▸ WHAT THIS TASK INVOLVES
Which lines in the records below contain the word "struct"? Return each of them.

Segment Start: DATA FOR THE TASK

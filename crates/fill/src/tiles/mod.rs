//! Tile management and dirty tracking for coloring pages

mod data_access;
mod dirty_tracking;

use crate::surface::Image;
use crayon_config::DEFAULT_TILE_SIZE;
use std::collections::HashSet;

/// Tile coordinates
#[derive(Debug, Clone, Copy, PartialEq, Eq, Hash)]
pub struct TileCoord {
    pub x: u32,
    pub y: u32,
}

/// An image split into tiles, tracking which tiles fills have modified
/// so the renderer can re-upload only those
pub struct TiledSurface {
    pub(crate) surface: Image,
    pub(crate) tile_size: u32,
    tiles_x: u32,
    tiles_y: u32,
    pub(crate) dirty_tiles: HashSet<TileCoord>,
}

impl TiledSurface {
    /// Wrap an image with the given tile size (clamped to at least 1)
    pub fn new(surface: Image, tile_size: u32) -> Self {
        let tile_size = tile_size.max(1);
        let tiles_x = surface.width().div_ceil(tile_size);
        let tiles_y = surface.height().div_ceil(tile_size);

        Self {
            surface,
            tile_size,
            tiles_x,
            tiles_y,
            dirty_tiles: HashSet::new(),
        }
    }

    /// Wrap an image with the default tile size
    pub fn with_default_tile_size(surface: Image) -> Self {
        Self::new(surface, DEFAULT_TILE_SIZE)
    }

    #[inline]
    pub fn tile_size(&self) -> u32 {
        self.tile_size
    }

    /// Number of tiles in x direction
    #[inline]
    pub fn tiles_x(&self) -> u32 {
        self.tiles_x
    }

    /// Number of tiles in y direction
    #[inline]
    pub fn tiles_y(&self) -> u32 {
        self.tiles_y
    }

    /// Re-grid with a new tile size. Every tile becomes dirty.
    pub fn set_tile_size(&mut self, tile_size: u32) {
        self.tile_size = tile_size.max(1);
        self.tiles_x = self.surface.width().div_ceil(self.tile_size);
        self.tiles_y = self.surface.height().div_ceil(self.tile_size);
        self.dirty_tiles.clear();
        self.mark_all_dirty();
    }

    #[inline]
    pub fn surface(&self) -> &Image {
        &self.surface
    }

    #[inline]
    pub fn surface_mut(&mut self) -> &mut Image {
        &mut self.surface
    }

    /// Give the image back, dropping dirty state
    pub fn into_surface(self) -> Image {
        self.surface
    }
}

Segment End: DATA FOR THE TASK

▸ PROBLEM SOLUTION
pub struct TileCoord {
pub struct TiledSurface {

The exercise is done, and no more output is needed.